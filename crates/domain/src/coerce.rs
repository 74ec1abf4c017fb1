// Copyright (C) 2026 Fred Clausen
// Use of this source code is governed by an MIT-style
// license that can be found in the LICENSE file or at
// https://opensource.org/licenses/MIT.

//! Permissive numeric-input policy.
//!
//! Operators may leave statistic fields blank on the entry forms. Blank,
//! unparsable, or negative input counts as zero instead of rejecting the
//! submission: bad data entry is not a system failure. This is a deliberate
//! leniency policy, named and tested here rather than left as implicit
//! casts at the call sites.

/// Coerces raw form input to a non-negative integer count.
///
/// Blank input, unparsable text, negative values, and non-finite values all
/// coerce to `0`; fractional input truncates toward zero. Values beyond the
/// `u32` range clamp to `u32::MAX`.
#[must_use]
#[allow(clippy::cast_possible_truncation, clippy::cast_sign_loss)]
pub fn coerce_count(raw: &str) -> u32 {
    match raw.trim().parse::<f64>() {
        Ok(value) if value.is_finite() && value > 0.0 => {
            if value >= f64::from(u32::MAX) {
                u32::MAX
            } else {
                value as u32
            }
        }
        _ => 0,
    }
}

/// Coerces raw form input to a non-negative decimal quantity.
///
/// Used for the fields that permit fractional values (drugs seized in kg).
/// Blank, unparsable, negative, and non-finite input all coerce to `0.0`.
#[must_use]
pub fn coerce_quantity(raw: &str) -> f64 {
    match raw.trim().parse::<f64>() {
        Ok(value) if value.is_finite() && value > 0.0 => value,
        _ => 0.0,
    }
}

### Task requirements
The material above should be returned exactly, in full.

### Solved exercise
filename crates/domain/src/coerce.rs
repository 74ec1abf4c017fb1
// Copyright (C) 2026 Fred Clausen
// Use of this source code is governed by an MIT-style
// license that can be found in the LICENSE file or at
// https://opensource.org/licenses/MIT.

//! Permissive numeric-input policy.
//!
//! Operators may leave statistic fields blank on the entry forms. Blank,
//! unparsable, or negative input counts as zero instead of rejecting the
//! submission: bad data entry is not a system failure. This is a deliberate
//! leniency policy, named and tested here rather than left as implicit
//! casts at the call sites.

/// Coerces raw form input to a non-negative integer count.
///
/// Blank input, unparsable text, negative values, and non-finite values all
/// coerce to `0`; fractional input truncates toward zero. Values beyond the
/// `u32` range clamp to `u32::MAX`.
#[must_use]
#[allow(clippy::cast_possible_truncation, clippy::cast_sign_loss)]
pub fn coerce_count(raw: &str) -> u32 {
    match raw.trim().parse::<f64>() {
        Ok(value) if value.is_finite() && value > 0.0 => {
            if value >= f64::from(u32::MAX) {
                u32::MAX
            } else {
                value as u32
            }
        }
        _ => 0,
    }
}

/// Coerces raw form input to a non-negative decimal quantity.
///
/// Used for the fields that permit fractional values (drugs seized in kg).
/// Blank, unparsable, negative, and non-finite input all coerce to `0.0`.
#[must_use]
pub fn coerce_quantity(raw: &str) -> f64 {
    match raw.trim().parse::<f64>() {
        Ok(value) if value.is_finite() && value > 0.0 => value,
        _ => 0.0,
    }
}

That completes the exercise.